*** Begin section ***

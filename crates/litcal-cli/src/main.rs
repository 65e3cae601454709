//! `litcal` — command-line client for the literary calendar server.
//!
//! # Usage
//!
//! ```
//! litcal                                # interactive browser
//! litcal events list --month 6
//! litcal events add --day 6 --month 6 --year 1799 --title "Pushkin born"
//! litcal events export calendar.csv
//! litcal refs add 12 --type author --name "A. S. Pushkin" --uuid auto
//! litcal digest trigger --secret s3cret
//! ```

mod app;
mod client;
mod render;
mod search;
mod ui;

use std::{io, path::PathBuf, time::Duration};

use anyhow::{Context, Result, bail};
use app::App;
use chrono::Utc;
use chrono_tz::Tz;
use clap::{Args as ClapArgs, Parser, Subcommand};
use client::{ApiClient, ApiConfig, EventInput, EventUpdate, ReferenceInput, ReferenceUpdate};
use crossterm::{
  event::{self, Event},
  execute,
  terminal::{EnterAlternateScreen, LeaveAlternateScreen, disable_raw_mode, enable_raw_mode},
};
use litcal_core::date::MonthDay;
use ratatui::{Terminal, backend::CrosstermBackend};
use serde::Deserialize;
use tracing::level_filters::LevelFilter;
use tracing_subscriber::EnvFilter;

// ─── CLI args ─────────────────────────────────────────────────────────────────

#[derive(Parser, Debug)]
#[command(name = "litcal", about = "Client for the literary calendar server")]
struct Args {
  /// Path to a TOML config file (url, cron_secret, timezone).
  #[arg(short, long, value_name = "FILE", global = true)]
  config: Option<PathBuf>,

  /// Base URL of the litcal server (default: http://localhost:8080).
  #[arg(long, env = "LITCAL_URL", global = true)]
  url: Option<String>,

  /// Cron secret for the digest endpoints.
  #[arg(long, env = "CRON_SECRET", global = true, hide_env_values = true)]
  secret: Option<String>,

  /// IANA zone deciding what "today" is (default: Europe/Moscow, as on the
  /// server).
  #[arg(long, env = "LITCAL_TIMEZONE", global = true)]
  timezone: Option<String>,

  #[command(subcommand)]
  command: Option<Command>,
}

#[derive(Subcommand, Debug)]
enum Command {
  /// Browse events interactively (default).
  Browse,
  /// Manage events.
  #[command(subcommand)]
  Events(EventsCommand),
  /// Show everything on a calendar day (today by default).
  Today {
    /// Day to show instead of today, as MM-DD.
    #[arg(long, value_parser = parse_month_day)]
    date: Option<MonthDay>,
  },
  /// Manage the references attached to events.
  #[command(subcommand)]
  Refs(RefsCommand),
  /// Trigger or inspect the daily digest.
  #[command(subcommand)]
  Digest(DigestCommand),
}

#[derive(Subcommand, Debug)]
enum EventsCommand {
  /// List events in calendar order.
  List {
    #[arg(long)]
    month: Option<u32>,
  },
  /// Show one event with its references.
  Show { id: i64 },
  /// Create an event.
  Add {
    #[arg(long)]
    title: String,
    #[arg(long)]
    day: u32,
    #[arg(long)]
    month: u32,
    #[arg(long)]
    year: Option<i32>,
    #[arg(long = "type")]
    event_type: Option<String>,
    #[arg(long)]
    description: Option<String>,
  },
  /// Edit the title, description or year of an event.
  Edit {
    id: i64,
    #[command(flatten)]
    changes: EventChanges,
  },
  /// Delete an event and its references.
  Delete { id: i64 },
  /// Fuzzy-search titles and descriptions.
  Search {
    query: String,
    #[arg(long)]
    month: Option<u32>,
  },
  /// Write every event and reference to a CSV file.
  Export { file: PathBuf },
  /// Add the events and references of a CSV file. Nothing is added if any
  /// row is invalid.
  Import { file: PathBuf },
}

#[derive(ClapArgs, Debug)]
struct EventChanges {
  #[arg(long)]
  title: Option<String>,
  #[arg(long, conflicts_with = "clear_description")]
  description: Option<String>,
  #[arg(long)]
  clear_description: bool,
  #[arg(long, conflicts_with = "clear_year")]
  year: Option<i32>,
  #[arg(long)]
  clear_year: bool,
}

impl EventChanges {
  fn into_update(self) -> EventUpdate {
    fn field<T>(value: Option<T>, clear: bool) -> Option<Option<T>> {
      if clear { Some(None) } else { value.map(Some) }
    }
    EventUpdate {
      title:       self.title,
      description: field(self.description, self.clear_description),
      year:        field(self.year, self.clear_year),
    }
  }
}

#[derive(Subcommand, Debug)]
enum RefsCommand {
  /// List the references of an event.
  List { event_id: i64 },
  /// Attach a reference to an event.
  Add {
    event_id: i64,
    #[arg(long = "type")]
    reference_type: String,
    #[arg(long = "name")]
    reference_name: String,
    /// Use `auto` to generate one.
    #[arg(long)]
    uuid: Option<String>,
    #[arg(long)]
    slug: Option<String>,
    #[arg(long)]
    priority: Option<i64>,
  },
  /// Edit a reference.
  Edit {
    id: i64,
    #[arg(long = "type")]
    reference_type: Option<String>,
    #[arg(long)]
    name: Option<String>,
    #[arg(long)]
    uuid: Option<String>,
    #[arg(long)]
    slug: Option<String>,
    #[arg(long)]
    priority: Option<i64>,
  },
  /// Delete a reference.
  Delete { id: i64 },
}

#[derive(Subcommand, Debug)]
enum DigestCommand {
  /// Run the digest routine now and print its output.
  Trigger,
  /// Show the outcome of the most recent run.
  Status,
}

fn parse_month_day(s: &str) -> Result<MonthDay> {
  let Some((month, day)) = s.split_once('-') else {
    bail!("expected MM-DD, got {s:?}");
  };
  let month = month.parse().with_context(|| format!("bad month in {s:?}"))?;
  let day = day.parse().with_context(|| format!("bad day in {s:?}"))?;
  Ok(MonthDay::new(month, day)?)
}

// ─── Config file ──────────────────────────────────────────────────────────────

/// Shape of the optional TOML config file.
#[derive(Deserialize, Default)]
struct ConfigFile {
  #[serde(default)]
  url:         String,
  #[serde(default)]
  cron_secret: String,
  #[serde(default)]
  timezone:    String,
}

fn non_empty(s: String) -> Option<String> { (!s.is_empty()).then_some(s) }

fn parse_timezone(name: &str) -> Result<Tz> {
  name.parse().map_err(|_| anyhow::anyhow!("unknown timezone {name:?}"))
}

// ─── Entry point ──────────────────────────────────────────────────────────────

#[tokio::main]
async fn main() -> Result<()> {
  let args = Args::parse();

  let file_cfg: ConfigFile = if let Some(path) = &args.config {
    let raw = std::fs::read_to_string(path)
      .with_context(|| format!("reading config file {}", path.display()))?;
    toml::from_str(&raw).context("parsing config file")?
  } else {
    ConfigFile::default()
  };

  // CLI flags override config file, which overrides defaults.
  let api_config = ApiConfig {
    base_url:    args
      .url
      .or_else(|| non_empty(file_cfg.url))
      .unwrap_or_else(|| "http://localhost:8080".to_string()),
    cron_secret: args.secret.or_else(|| non_empty(file_cfg.cron_secret)),
  };
  let client = ApiClient::new(api_config)?;
  let timezone = parse_timezone(
    &args
      .timezone
      .or_else(|| non_empty(file_cfg.timezone))
      .unwrap_or_else(|| "Europe/Moscow".to_string()),
  )?;

  let command = args.command.unwrap_or(Command::Browse);
  // Logging would garble the TUI, so only subcommands get it.
  if !matches!(command, Command::Browse) {
    tracing_subscriber::fmt()
      .with_writer(io::stderr)
      .with_env_filter(
        EnvFilter::builder()
          .with_default_directive(LevelFilter::WARN.into())
          .from_env_lossy(),
      )
      .init();
  }
  run_command(client, timezone, command).await
}

// ─── Subcommands ──────────────────────────────────────────────────────────────

async fn run_command(client: ApiClient, timezone: Tz, command: Command) -> Result<()> {
  match command {
    Command::Browse => return browse(client, timezone).await,

    Command::Events(cmd) => match cmd {
      EventsCommand::List { month } => {
        let list = client.list_events(month).await?;
        print!("{}", render::events_table(&list.events));
        println!("\n{}", render::stats(&list.stats));
      }
      EventsCommand::Show { id } => {
        let event = client.get_event(id).await?;
        let references = client.list_references(id).await?;
        print!("{}", render::event_detail(&event, &references));
      }
      EventsCommand::Add { title, day, month, year, event_type, description } => {
        let input = EventInput { day, month, title, event_type, description, year };
        let event = client.create_event(&input).await?;
        tracing::info!(id = event.id, "created event");
        println!("created #{} on {}", event.id, event.date());
      }
      EventsCommand::Edit { id, changes } => {
        let event = client.update_event(id, &changes.into_update()).await?;
        print!("{}", render::events_table([&event]));
      }
      EventsCommand::Delete { id } => {
        client.delete_event(id).await?;
        println!("deleted #{id}");
      }
      EventsCommand::Search { query, month } => {
        let list = client.list_events(month).await?;
        let hits = search::fuzzy_filter(&list.events, &query);
        if hits.is_empty() {
          println!("no events match {query:?}");
        } else {
          print!("{}", render::events_table(hits));
        }
      }
      EventsCommand::Export { file } => {
        let sheet = client.export_csv().await?;
        std::fs::write(&file, &sheet).with_context(|| format!("writing {}", file.display()))?;
        println!("exported {} rows to {}", sheet.lines().count().saturating_sub(1), file.display());
      }
      EventsCommand::Import { file } => {
        let sheet = std::fs::read_to_string(&file)
          .with_context(|| format!("reading {}", file.display()))?;
        let summary = client.import_csv(sheet).await?;
        println!(
          "imported {} events and {} references",
          summary.events, summary.references
        );
      }
    },

    Command::Today { date } => {
      let date = date.unwrap_or_else(|| MonthDay::today_in(&timezone, Utc::now()));
      let events = client.events_on(date.month, date.day).await?;
      println!("{date}\n");
      print!("{}", render::date_listing(&events));
    }

    Command::Refs(cmd) => match cmd {
      RefsCommand::List { event_id } => {
        print!("{}", render::references_table(&client.list_references(event_id).await?));
      }
      RefsCommand::Add { event_id, reference_type, reference_name, uuid, slug, priority } => {
        let input = ReferenceInput {
          event_id,
          reference_type,
          reference_name,
          reference_uuid: uuid,
          reference_slug: slug,
          priority,
        };
        let reference = client.create_reference(&input).await?;
        print!("{}", render::references_table(&[reference]));
      }
      RefsCommand::Edit { id, reference_type, name, uuid, slug, priority } => {
        let update = ReferenceUpdate {
          reference_type,
          reference_name: name,
          reference_uuid: uuid,
          reference_slug: slug,
          priority,
        };
        let reference = client.update_reference(id, &update).await?;
        print!("{}", render::references_table(&[reference]));
      }
      RefsCommand::Delete { id } => {
        client.delete_reference(id).await?;
        println!("deleted reference #{id}");
      }
    },

    Command::Digest(cmd) => match cmd {
      DigestCommand::Trigger => {
        let output = client.send_daily().await?;
        println!("Daily digest sent successfully");
        if !output.is_empty() {
          print!("\n{output}");
        }
      }
      DigestCommand::Status => {
        let status = client.digest_status().await?;
        println!("{}", serde_json::to_string_pretty(&status)?);
      }
    },
  }
  Ok(())
}

// ─── Browser ──────────────────────────────────────────────────────────────────

async fn browse(client: ApiClient, timezone: Tz) -> Result<()> {
  let mut app = App::new(client, timezone);
  app.month = Some(app.current_month());

  // Fail before touching the terminal if the server is unreachable.
  app.load_events().await?;

  enable_raw_mode().context("enabling raw mode")?;
  let mut stdout = io::stdout();
  execute!(stdout, EnterAlternateScreen).context("entering alternate screen")?;
  let backend = CrosstermBackend::new(stdout);
  let mut terminal = Terminal::new(backend).context("creating terminal")?;

  let run_result = run_event_loop(&mut terminal, &mut app).await;

  // Restore terminal regardless of result.
  disable_raw_mode().ok();
  execute!(terminal.backend_mut(), LeaveAlternateScreen).ok();
  terminal.show_cursor().ok();

  run_result
}

async fn run_event_loop(
  terminal: &mut Terminal<CrosstermBackend<io::Stdout>>,
  app: &mut App,
) -> Result<()> {
  loop {
    terminal.draw(|f| ui::draw(f, app)).context("drawing frame")?;

    // Poll for an event, yielding control to tokio while waiting.
    let maybe_event = tokio::task::block_in_place(|| {
      if event::poll(Duration::from_millis(50))? {
        Ok::<_, io::Error>(Some(event::read()?))
      } else {
        Ok(None)
      }
    })?;

    if let Some(Event::Key(key)) = maybe_event {
      match app.handle_key(key).await {
        Ok(true) => {}
        Ok(false) => break,
        // Request failures are already in the status bar.
        Err(_) => {}
      }
    }
  }

  Ok(())
}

*** End section ***

REQUIRED WORK
Read the entries and select each line where the word "PathBuf" is found.

FINAL ANSWER
use std::{io, path::PathBuf, time::Duration};
  config: Option<PathBuf>,
  Export { file: PathBuf },
  Import { file: PathBuf },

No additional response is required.